Three MSATs were evaluated in this paper, and their modeled air concentrations were validated against monitored data. The validation of the air concentrations demonstrated reasonable agreement between the modeled concentrations and the available measurements at the Saint Paul—Ramsey Health Center monitoring site.
Risk results using the hybrid risk modeling approach show that exposure to benzo(a)pyrene has the potential to cause adverse human health effects based on the evaluation of the Farmer Adult scenario at the Saint Paul—Ramsey Health Center and Anderson Office Building sensitive receptor locations. As shown in
Table 12, for the farmer scenario, the calculated total benzo(a)pyrene cancer risk is equal to 4.95E-05 at the Saint Paul—Ramsey Health Center and 2.02E-05 at the Anderson Office Building. While the Farmer Adult scenario was not applicable in this study area, other transportation corridors with traffic flows of the same magnitude exist where the Farmer Adult scenario would apply (e.g., Interstate 5 and California 99 intersection in the San Joaquin Valley). This conclusion is based on the fact that the estimated cancer risks using modeled air toxics concentrations at the referenced sensitive receptors are above the target risk levels published in
Table 5. Synthesizing the results from the air dispersion and deposition model and the hybrid risk model leads to inferences that:
On-road mobile sources have the potential pose serious health concerns due to the proximity of these emission sources to human receptors;
Human receptors are exposed to MSATs via direct pathways such as inhalation and indirect pathways, where the MSATs pass through another environmental medium, such as the ingestion of contaminated food. Risks from indirect pathways further contribute to risk already attributed to the inhalation exposure pathway. Risks from non-inhalation pathways are likely higher than inhalation risks.

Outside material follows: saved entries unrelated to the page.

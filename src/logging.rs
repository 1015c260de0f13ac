/// Conditional logging for development builds
///
/// `debug_log!` forwards to `leptos::logging::log!` (browser console on wasm,
/// stdout natively) and compiles to nothing in release builds unless the
/// `console_logging` feature is enabled. Warnings and errors keep using
/// `leptos::logging::warn!` and `leptos::logging::error!` directly.
///
/// ```ignore
/// use crate::logging::debug_log;
///
/// debug_log!("Loaded {} reports", reports.len());
/// ```
macro_rules! debug_log {
    ($($arg:tt)+) => {
        #[cfg(any(debug_assertions, feature = "console_logging"))]
        {
            leptos::logging::log!($($arg)+);
        }
    };
}

pub(crate) use debug_log;
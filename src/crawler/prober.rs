//! Single-link liveness probe
//!
//! A probe is one HEAD request against a discovered link. Only the status
//! line matters; the body is never read. The per-request timeout comes from
//! the client the probe is handed.

use reqwest::Client;
use thiserror::Error;

/// Transport-level failure of a single probe
#[derive(Debug, Clone, PartialEq, Eq, Error)]
pub enum ProbeError {
    #[error("Request timeout")]
    Timeout,

    #[error("Connection failed: {0}")]
    Connect(String),

    #[error("Too many redirects")]
    Redirect,

    #[error("Request failed: {0}")]
    Request(String),
}

impl From<reqwest::Error> for ProbeError {
    fn from(e: reqwest::Error) -> Self {
        if e.is_timeout() {
            ProbeError::Timeout
        } else if e.is_connect() {
            ProbeError::Connect(e.to_string())
        } else if e.is_redirect() {
            ProbeError::Redirect
        } else {
            ProbeError::Request(e.to_string())
        }
    }
}

/// Probes a URL with a single HEAD request
///
/// Any HTTP response, including 4xx and 5xx, is a successful probe and its
/// status code is returned. Only transport failures are errors.
///
/// The argument order and owned types let this function be passed directly
/// to [`probe_all`](crate::crawler::probe_all).
///
/// # Arguments
///
/// * `url` - The link to probe
/// * `client` - Shared HTTP client carrying the per-probe timeout
pub async fn head_probe(url: String, client: Client) -> Result<u16, ProbeError> {
    let response = client.head(&url).send().await?;
    Ok(response.status().as_u16())
}
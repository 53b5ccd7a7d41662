use crate::config::types::Config;
use crate::config::validation::validate;
use crate::ConfigError;
use sha2::{Digest, Sha256};
use std::path::Path;

/// Loads and parses a configuration file from the given path
///
/// # Arguments
///
/// * `path` - Path to the TOML configuration file
///
/// # Returns
///
/// * `Ok(Config)` - Successfully loaded and validated configuration
/// * `Err(ConfigError)` - Failed to load, parse, or validate the configuration
///
/// # Example
///
/// ```no_run
/// use std::path::Path;
/// use sumi_sieve::config::load_config;
///
/// let config = load_config(Path::new("sieve.toml")).unwrap();
/// println!("Probe timeout: {}ms", config.probe.timeout_ms);
/// ```
pub fn load_config(path: &Path) -> Result<Config, ConfigError> {
    let content = std::fs::read_to_string(path)?;
    parse_config(&content)
}

/// Parses and validates configuration from TOML text
pub fn parse_config(content: &str) -> Result<Config, ConfigError> {
    let config: Config = toml::from_str(content)?;
    validate(&config)?;
    Ok(config)
}

/// Computes a SHA-256 hash of the configuration file content
///
/// Logged at startup so a report can be traced back to the exact
/// configuration that produced it.
///
/// # Arguments
///
/// * `path` - Path to the TOML configuration file
///
/// # Returns
///
/// * `Ok(String)` - Hex-encoded SHA-256 hash of the file content
/// * `Err(ConfigError)` - Failed to read the file
pub fn compute_config_hash(path: &Path) -> Result<String, ConfigError> {
    let content = std::fs::read_to_string(path)?;
    let mut hasher = Sha256::new();
    hasher.update(content.as_bytes());
    let result = hasher.finalize();
    Ok(hex::encode(result))
}

/// Loads a configuration and returns both the config and its hash
pub fn load_config_with_hash(path: &Path) -> Result<(Config, String), ConfigError> {
    let config = load_config(path)?;
    let hash = compute_config_hash(path)?;
    Ok((config, hash))
}
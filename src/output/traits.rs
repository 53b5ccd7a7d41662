//! Output handler traits and types
//!
//! This module defines the trait interface for output handlers and the
//! summary figures shared by every report format.

use crate::state::CrawlResult;
use thiserror::Error;

/// Errors that can occur during output operations
#[derive(Debug, Error)]
pub enum OutputError {
    #[error("Failed to write output: {0}")]
    Write(String),

    #[error("IO error: {0}")]
    Io(#[from] std::io::Error),
}

/// Result type for output operations
pub type OutputResult<T> = Result<T, OutputError>;

/// Summary statistics for a sieve run
#[derive(Debug, Clone, Default, PartialEq)]
pub struct ReportSummary {
    /// Unique links discovered on the seed page
    pub total_links: usize,

    /// Sum of all occurrence counts
    pub total_occurrences: u64,

    pub internal_links: usize,
    pub external_links: usize,
    pub forbidden_links: usize,

    /// Links whose probe never got a response
    pub unreachable_links: usize,

    /// Links that answered `200 OK`
    pub ok_links: usize,

    /// Wall-clock duration of the run in milliseconds
    pub duration_ms: i64,
}

impl ReportSummary {
    /// Computes the summary figures from a finished run
    pub fn from_result(result: &CrawlResult) -> Self {
        Self {
            total_links: result.total_links(),
            total_occurrences: result.total_occurrences(),
            internal_links: result.internal_links.len(),
            external_links: result.external_links.len(),
            forbidden_links: result.forbidden_links.len(),
            unreachable_links: result.unreachable_count(),
            ok_links: result.probe_results.values().filter(|o| o.is_ok()).count(),
            duration_ms: result.duration_ms(),
        }
    }

    /// Returns the share of links that answered `200 OK`, as a percentage
    pub fn reachable_rate(&self) -> f64 {
        if self.total_links == 0 {
            return 0.0;
        }
        (self.ok_links as f64 / self.total_links as f64) * 100.0
    }

    /// Returns the share of forbidden links, as a percentage
    pub fn forbidden_rate(&self) -> f64 {
        if self.total_links == 0 {
            return 0.0;
        }
        (self.forbidden_links as f64 / self.total_links as f64) * 100.0
    }
}

/// Trait for output handlers
///
/// An output handler receives the finished run exactly once.
pub trait OutputHandler {
    /// Renders the run result to this handler's destination
    ///
    /// # Arguments
    ///
    /// * `result` - The complete result of the run
    fn emit(&self, result: &CrawlResult) -> OutputResult<()>;
}
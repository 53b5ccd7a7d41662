use crate::state::ProbeOutcome;
use crate::url::DomainToken;
use chrono::{DateTime, Utc};
use std::collections::HashMap;

/// Complete outcome of one sieve run over a single seed page
///
/// Built once by the crawler after every stage has finished and handed to
/// the caller as a whole.
#[derive(Debug, Clone)]
pub struct CrawlResult {
    /// The user-supplied entry point
    pub seed_url: String,

    /// Token derived from `seed_url` and used for classification
    pub domain_token: DomainToken,

    /// Page title reported by the fetcher
    pub page_title: Option<String>,

    /// Absolute link URL -> number of anchors pointing at it
    pub discovered_links: HashMap<String, u32>,

    /// Absolute link URL -> final probe outcome
    pub probe_results: HashMap<String, ProbeOutcome>,

    /// Links matching the domain token (sorted)
    pub internal_links: Vec<String>,

    /// Links not matching the domain token (sorted)
    pub external_links: Vec<String>,

    /// Links whose probe outcome is not acceptable (sorted)
    pub forbidden_links: Vec<String>,

    /// When the run started
    pub started_at: DateTime<Utc>,

    /// When the last stage finished
    pub finished_at: DateTime<Utc>,
}

impl CrawlResult {
    /// Returns the number of unique discovered links
    pub fn total_links(&self) -> usize {
        self.discovered_links.len()
    }

    /// Returns the number of anchors seen, counting duplicates
    pub fn total_occurrences(&self) -> u64 {
        self.discovered_links.values().map(|&c| c as u64).sum()
    }

    /// Returns the occurrence count for a link (0 if not discovered)
    pub fn occurrences(&self, url: &str) -> u32 {
        self.discovered_links.get(url).copied().unwrap_or(0)
    }

    /// Returns the probe outcome for a link
    pub fn outcome(&self, url: &str) -> Option<&ProbeOutcome> {
        self.probe_results.get(url)
    }

    /// Returns the number of links that got no response at all
    pub fn unreachable_count(&self) -> usize {
        self.probe_results
            .values()
            .filter(|o| o.is_unreachable())
            .count()
    }

    /// Returns how long the run took, in milliseconds
    pub fn duration_ms(&self) -> i64 {
        (self.finished_at - self.started_at).num_milliseconds()
    }
}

Evaluating human health risk using default average estimates for important dominant exposure variables such as body weight or inhalation rates does not provide sufficient information about the variability surrounding the human health risk from exposure. Additional research is recommended to address the variability in the population by developing a new stochastic analysis-based risk characterization to better describe the risk posed to human health and the surrounding ecosystem. Moreover, it is recommended to implement the first deterministic ecological health assessment methodology for Mobile Source Air Toxics to understand the magnitude of damage done to the ecosystem as a result of air toxics exposure. Lastly, this research lends itself to incorporating risk driver analyses to aid in detecting and uncovering exposure scenarios with adverse impacts that are not well-known or well-studied, such as exploring the risks from endocrine disruptors or the consequences of DNA methylation.